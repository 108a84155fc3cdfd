//! Delivery worker: drains `pending_notifications`.
//!
//! One call to [`Dispatcher::dispatch_next`] claims at most one due row,
//! runs the channel policy through the [`Courier`] and finishes the row:
//!
//! - success: `sent` plus a `sent` log row, atomically
//! - transient failure: back to `pending` with exponential backoff, until
//!   the retry budget is spent
//! - permanent failure, exhausted retries or an inactive recipient: `dead`
//!   plus a `failed` log row
//!
//! Push endpoints that answer 404/410 are deleted during the attempt.

use std::sync::Arc;

use chrono::Utc;
use clinica_core::channels::{ChannelPreference, CHANNEL_EMAIL, CHANNEL_PUSH};
use clinica_core::retry;
use clinica_core::types::DbId;
use clinica_db::models::pending::PendingNotification;
use clinica_db::repositories::{PendingNotificationRepo, PushSubscriptionRepo, SubscriberRepo};
use clinica_delivery::{
    DeliveryError, EmailMessage, EmailSender, PushMessage, PushSender, PushTarget,
};
use sqlx::PgPool;

use crate::error::EngineError;

// ---------------------------------------------------------------------------
// Courier
// ---------------------------------------------------------------------------

/// Configured delivery backends. `None` means the channel is disabled.
#[derive(Clone, Default)]
pub struct Channels {
    pub push: Option<Arc<dyn PushSender>>,
    pub email: Option<Arc<dyn EmailSender>>,
}

/// A rendered notification ready to leave the building.
#[derive(Debug, Clone)]
pub struct Outgoing<'a> {
    pub email: &'a str,
    pub subject: &'a str,
    pub body: &'a str,
    pub endpoints: &'a [PushTarget],
}

/// Why an attempt failed, flattened for the queue row and the log.
#[derive(Debug, Clone, PartialEq, Eq)]
pub struct Failure {
    pub error: String,
    pub permanent: bool,
    /// Last channel tried.
    pub channel: Option<&'static str>,
}

impl Failure {
    fn from_error(error: &DeliveryError, channel: &'static str) -> Self {
        Self {
            error: error.to_string(),
            permanent: error.is_permanent(),
            channel: Some(channel),
        }
    }
}

/// Outcome of running the channel policy once.
#[derive(Debug)]
pub struct Attempt {
    /// The channel that delivered, or why nothing did.
    pub result: Result<&'static str, Failure>,
    /// Endpoints that answered 404/410 and must be deleted.
    pub gone_endpoints: Vec<String>,
}

/// Applies the channel policy: push only, email only, or push with email
/// fallback. Holds no database handle.
pub struct Courier {
    channels: Channels,
    click_url: String,
}

impl Courier {
    pub fn new(channels: Channels, click_url: impl Into<String>) -> Self {
        Self {
            channels,
            click_url: click_url.into(),
        }
    }

    pub async fn deliver(&self, preference: ChannelPreference, outgoing: &Outgoing<'_>) -> Attempt {
        let mut gone_endpoints = Vec::new();

        let result = match preference {
            ChannelPreference::Push => self
                .push(outgoing, &mut gone_endpoints)
                .await
                .map(|()| CHANNEL_PUSH)
                .map_err(|e| Failure::from_error(&e, CHANNEL_PUSH)),
            ChannelPreference::Email => self
                .email(outgoing)
                .await
                .map(|()| CHANNEL_EMAIL)
                .map_err(|e| Failure::from_error(&e, CHANNEL_EMAIL)),
            ChannelPreference::Dual => match self.push(outgoing, &mut gone_endpoints).await {
                Ok(()) => Ok(CHANNEL_PUSH),
                Err(push_err) => {
                    tracing::debug!(error = %push_err, "Push failed, falling back to email");
                    match self.email(outgoing).await {
                        Ok(()) => Ok(CHANNEL_EMAIL),
                        Err(email_err) => Err(Failure {
                            error: format!("{push_err}; {email_err}"),
                            permanent: push_err.is_permanent() && email_err.is_permanent(),
                            channel: Some(CHANNEL_EMAIL),
                        }),
                    }
                }
            },
        };

        Attempt {
            result,
            gone_endpoints,
        }
    }

    /// Send to every endpoint; succeed if at least one accepted.
    async fn push(
        &self,
        outgoing: &Outgoing<'_>,
        gone: &mut Vec<String>,
    ) -> Result<(), DeliveryError> {
        let Some(sender) = &self.channels.push else {
            return Err(DeliveryError::PushNotConfigured);
        };
        if outgoing.endpoints.is_empty() {
            return Err(DeliveryError::NoPushEndpoints);
        }

        let message = PushMessage {
            title: outgoing.subject.to_string(),
            body: outgoing.body.to_string(),
            url: self.click_url.clone(),
        };

        let mut delivered = false;
        let mut error: Option<DeliveryError> = None;
        for target in outgoing.endpoints {
            match sender.send(target, &message).await {
                Ok(()) => delivered = true,
                Err(e) if e.is_gone() => {
                    tracing::info!(endpoint = %target.endpoint, "Push endpoint gone, removing");
                    gone.push(target.endpoint.clone());
                }
                Err(e) => {
                    tracing::warn!(endpoint = %target.endpoint, error = %e, "Push attempt failed");
                    // Keep a transient error over a permanent one so the row is retried.
                    let replace = match &error {
                        None => true,
                        Some(prev) => prev.is_permanent() && !e.is_permanent(),
                    };
                    if replace {
                        error = Some(e.into());
                    }
                }
            }
        }

        match (delivered, error) {
            (true, _) => Ok(()),
            (false, Some(e)) => Err(e),
            (false, None) => Err(DeliveryError::NoPushEndpoints),
        }
    }

    async fn email(&self, outgoing: &Outgoing<'_>) -> Result<(), DeliveryError> {
        let Some(sender) = &self.channels.email else {
            return Err(DeliveryError::EmailNotConfigured);
        };
        sender
            .send(&EmailMessage {
                to: outgoing.email.to_string(),
                subject: outgoing.subject.to_string(),
                body: outgoing.body.to_string(),
            })
            .await?;
        Ok(())
    }
}

// ---------------------------------------------------------------------------
// Dispatcher
// ---------------------------------------------------------------------------

/// What [`Dispatcher::dispatch_next`] did.
#[derive(Debug, Clone, PartialEq, Eq)]
pub enum DispatchOutcome {
    /// Nothing was due.
    Idle,
    Sent { id: DbId, channel: &'static str },
    Retrying { id: DbId, retry_count: i32 },
    Dead { id: DbId },
    /// The row left `sending` before this worker could finish it.
    Lost { id: DbId },
}

/// Claims and delivers queued notifications.
pub struct Dispatcher {
    pool: PgPool,
    courier: Courier,
}

impl Dispatcher {
    pub fn new(pool: PgPool, courier: Courier) -> Self {
        Self { pool, courier }
    }

    /// Claim and process one due row.
    pub async fn dispatch_next(&self) -> Result<DispatchOutcome, EngineError> {
        let Some(row) = PendingNotificationRepo::claim_next(&self.pool).await? else {
            return Ok(DispatchOutcome::Idle);
        };
        tracing::debug!(pending_id = row.id, recipient_id = row.recipient_id, "Claimed notification");
        self.process(row).await
    }

    /// Return rows abandoned in `sending` to the queue.
    pub async fn release_stale(&self, stale_after_secs: i64) -> Result<u64, EngineError> {
        let released = PendingNotificationRepo::release_stale(&self.pool, stale_after_secs).await?;
        if released > 0 {
            tracing::warn!(released, "Released stale notification claims");
        }
        Ok(released)
    }

    async fn process(&self, row: PendingNotification) -> Result<DispatchOutcome, EngineError> {
        let subscriber = SubscriberRepo::find_by_id(&self.pool, row.recipient_id)
            .await?
            .filter(|s| s.is_active);
        let Some(subscriber) = subscriber else {
            return self
                .dead_letter(&row, row.retry_count, "Recipient is inactive or no longer exists", None)
                .await;
        };

        let preference = match ChannelPreference::parse(&row.channel) {
            Ok(p) => p,
            Err(e) => {
                return self
                    .dead_letter(&row, row.retry_count, &e.to_string(), None)
                    .await
            }
        };

        let endpoints: Vec<PushTarget> = if preference.includes_push() {
            PushSubscriptionRepo::list_for_subscriber(&self.pool, subscriber.id)
                .await?
                .into_iter()
                .map(|s| PushTarget {
                    endpoint: s.endpoint,
                    p256dh: s.p256dh,
                    auth: s.auth,
                })
                .collect()
        } else {
            Vec::new()
        };

        let attempt = self
            .courier
            .deliver(
                preference,
                &Outgoing {
                    email: &subscriber.email,
                    subject: &row.subject,
                    body: &row.body,
                    endpoints: &endpoints,
                },
            )
            .await;

        for endpoint in &attempt.gone_endpoints {
            PushSubscriptionRepo::delete_by_endpoint(&self.pool, endpoint).await?;
        }

        match attempt.result {
            Ok(channel) => {
                if PendingNotificationRepo::mark_sent(&self.pool, row.id, channel).await? {
                    tracing::info!(pending_id = row.id, channel, "Notification sent");
                    Ok(DispatchOutcome::Sent { id: row.id, channel })
                } else {
                    tracing::warn!(pending_id = row.id, "Claim lost before marking sent");
                    Ok(DispatchOutcome::Lost { id: row.id })
                }
            }
            Err(failure) => {
                let retry_count = row.retry_count + 1;
                if failure.permanent || retry::is_exhausted(retry_count) {
                    return self
                        .dead_letter(&row, retry_count, &failure.error, failure.channel)
                        .await;
                }

                let delay = retry::backoff(retry_count);
                let next_attempt_at = Utc::now()
                    + chrono::Duration::from_std(delay)
                        .unwrap_or_else(|_| chrono::Duration::seconds(retry::MAX_DELAY_SECS as i64));
                let rescheduled = PendingNotificationRepo::schedule_retry(
                    &self.pool,
                    row.id,
                    retry_count,
                    &failure.error,
                    next_attempt_at,
                )
                .await?;
                if !rescheduled {
                    return Ok(DispatchOutcome::Lost { id: row.id });
                }
                tracing::warn!(
                    pending_id = row.id,
                    retry_count,
                    delay_secs = delay.as_secs(),
                    error = %failure.error,
                    "Delivery failed, retry scheduled",
                );
                Ok(DispatchOutcome::Retrying {
                    id: row.id,
                    retry_count,
                })
            }
        }
    }

    async fn dead_letter(
        &self,
        row: &PendingNotification,
        retry_count: i32,
        error: &str,
        channel: Option<&str>,
    ) -> Result<DispatchOutcome, EngineError> {
        if PendingNotificationRepo::mark_dead(&self.pool, row.id, retry_count, error, channel).await? {
            tracing::error!(pending_id = row.id, retry_count, error, "Notification dead-lettered");
            Ok(DispatchOutcome::Dead { id: row.id })
        } else {
            Ok(DispatchOutcome::Lost { id: row.id })
        }
    }
}
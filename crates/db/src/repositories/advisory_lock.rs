//! Session-level Postgres advisory locks.
//!
//! The evaluator takes one lock per `(pass kind, tenant)` so overlapping
//! passes for the same tenant are skipped rather than run twice, across any
//! number of worker processes. The lock lives on a dedicated pooled
//! connection; if the guard is dropped without [`AdvisoryLock::release`] the
//! connection is closed instead of returned, which releases the lock.

use sqlx::pool::PoolConnection;
use sqlx::{PgPool, Postgres};

/// A held advisory lock.
pub struct AdvisoryLock {
    conn: PoolConnection<Postgres>,
    key: String,
    released: bool,
}

impl AdvisoryLock {
    /// Try to take the lock for `key` without waiting.
    ///
    /// Returns `None` if another session holds it.
    pub async fn try_acquire(pool: &PgPool, key: &str) -> Result<Option<Self>, sqlx::Error> {
        let mut conn = pool.acquire().await?;
        let acquired: bool =
            sqlx::query_scalar("SELECT pg_try_advisory_lock(hashtextextended($1, 0))")
                .bind(key)
                .fetch_one(&mut *conn)
                .await?;
        if !acquired {
            return Ok(None);
        }
        Ok(Some(Self {
            conn,
            key: key.to_string(),
            released: false,
        }))
    }

    pub fn key(&self) -> &str {
        &self.key
    }

    /// Release the lock and return the connection to the pool.
    pub async fn release(mut self) -> Result<(), sqlx::Error> {
        sqlx::query("SELECT pg_advisory_unlock(hashtextextended($1, 0))")
            .bind(&self.key)
            .execute(&mut *self.conn)
            .await?;
        self.released = true;
        Ok(())
    }
}

impl Drop for AdvisoryLock {
    fn drop(&mut self) {
        if !self.released {
            tracing::warn!(key = %self.key, "Advisory lock dropped while held, closing connection");
            self.conn.close_on_drop();
        }
    }
}
//! Worker configuration loaded from environment variables.

use std::time::Duration;

use chrono_tz::Tz;

/// Default hour (local) of the daily evaluator pass.
const DEFAULT_DAILY_HOUR: u32 = 8;

/// Default fine-pass period in minutes.
const DEFAULT_FINE_TICK_MINUTES: u64 = 5;

/// Rows in `sending` longer than this are returned to `pending`.
const DEFAULT_STALE_CLAIM_SECS: i64 = 600;

#[derive(Debug, thiserror::Error)]
pub enum ConfigError {
    #[error("{var} has an invalid value '{value}': {reason}")]
    Invalid {
        var: &'static str,
        value: String,
        reason: String,
    },
}

/// Scheduler and dispatcher settings.
#[derive(Debug, Clone)]
pub struct WorkerConfig {
    /// Deployment timezone; every calendar comparison happens in it.
    pub timezone: Tz,
    /// Local hour (0-23) of the daily pass.
    pub daily_hour: u32,
    /// Period of the fine (contraceptive) pass.
    pub fine_tick: Duration,
    /// `url` field of every push payload.
    pub push_click_url: String,
    pub stale_claim_secs: i64,
}

impl Default for WorkerConfig {
    fn default() -> Self {
        Self {
            timezone: Tz::UTC,
            daily_hour: DEFAULT_DAILY_HOUR,
            fine_tick: Duration::from_secs(DEFAULT_FINE_TICK_MINUTES * 60),
            push_click_url: "/".to_string(),
            stale_claim_secs: DEFAULT_STALE_CLAIM_SECS,
        }
    }
}

impl WorkerConfig {
    /// Load configuration from environment variables with defaults.
    ///
    /// | Env Var                | Default |
    /// |------------------------|---------|
    /// | `SCHEDULER_TIMEZONE`   | `UTC`   |
    /// | `DAILY_EVALUATOR_HOUR` | `8`     |
    /// | `FINE_TICK_MINUTES`    | `5`     |
    /// | `PUSH_CLICK_URL`       | `/`     |
    /// | `STALE_CLAIM_SECS`     | `600`   |
    pub fn from_env() -> Result<Self, ConfigError> {
        Self::from_lookup(|key| std::env::var(key).ok())
    }

    /// Same as [`from_env`](Self::from_env) with an arbitrary variable source.
    pub fn from_lookup(lookup: impl Fn(&str) -> Option<String>) -> Result<Self, ConfigError> {
        let mut config = Self::default();

        if let Some(value) = lookup("SCHEDULER_TIMEZONE") {
            config.timezone = value.trim().parse().map_err(|e| ConfigError::Invalid {
                var: "SCHEDULER_TIMEZONE",
                value: value.clone(),
                reason: format!("{e}"),
            })?;
        }

        if let Some(value) = lookup("DAILY_EVALUATOR_HOUR") {
            config.daily_hour = match value.trim().parse::<u32>() {
                Ok(hour) if hour < 24 => hour,
                _ => {
                    return Err(ConfigError::Invalid {
                        var: "DAILY_EVALUATOR_HOUR",
                        value,
                        reason: "expected an hour between 0 and 23".to_string(),
                    })
                }
            };
        }

        if let Some(value) = lookup("FINE_TICK_MINUTES") {
            let minutes = match value.trim().parse::<u64>() {
                Ok(m) if (1..=60).contains(&m) => m,
                _ => {
                    return Err(ConfigError::Invalid {
                        var: "FINE_TICK_MINUTES",
                        value,
                        reason: "expected minutes between 1 and 60".to_string(),
                    })
                }
            };
            config.fine_tick = Duration::from_secs(minutes * 60);
        }

        if let Some(value) = lookup("PUSH_CLICK_URL").filter(|v| !v.trim().is_empty()) {
            config.push_click_url = value;
        }

        if let Some(value) = lookup("STALE_CLAIM_SECS") {
            config.stale_claim_secs = match value.trim().parse::<i64>() {
                Ok(secs) if secs > 0 => secs,
                _ => {
                    return Err(ConfigError::Invalid {
                        var: "STALE_CLAIM_SECS",
                        value,
                        reason: "expected a positive number of seconds".to_string(),
                    })
                }
            };
        }

        Ok(config)
    }
}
§
• Exercise details:
Transcribe each line of the data above, unaltered, from the one where "impl Drop for" appears to the one where "daily evaluator pass." appears, inclusive of both.

• Worked solution:
impl Drop for AdvisoryLock {
    fn drop(&mut self) {
        if !self.released {
            tracing::warn!(key = %self.key, "Advisory lock dropped while held, closing connection");
            self.conn.close_on_drop();
        }
    }
}
//! Worker configuration loaded from environment variables.

use std::time::Duration;

use chrono_tz::Tz;

/// Default hour (local) of the daily evaluator pass.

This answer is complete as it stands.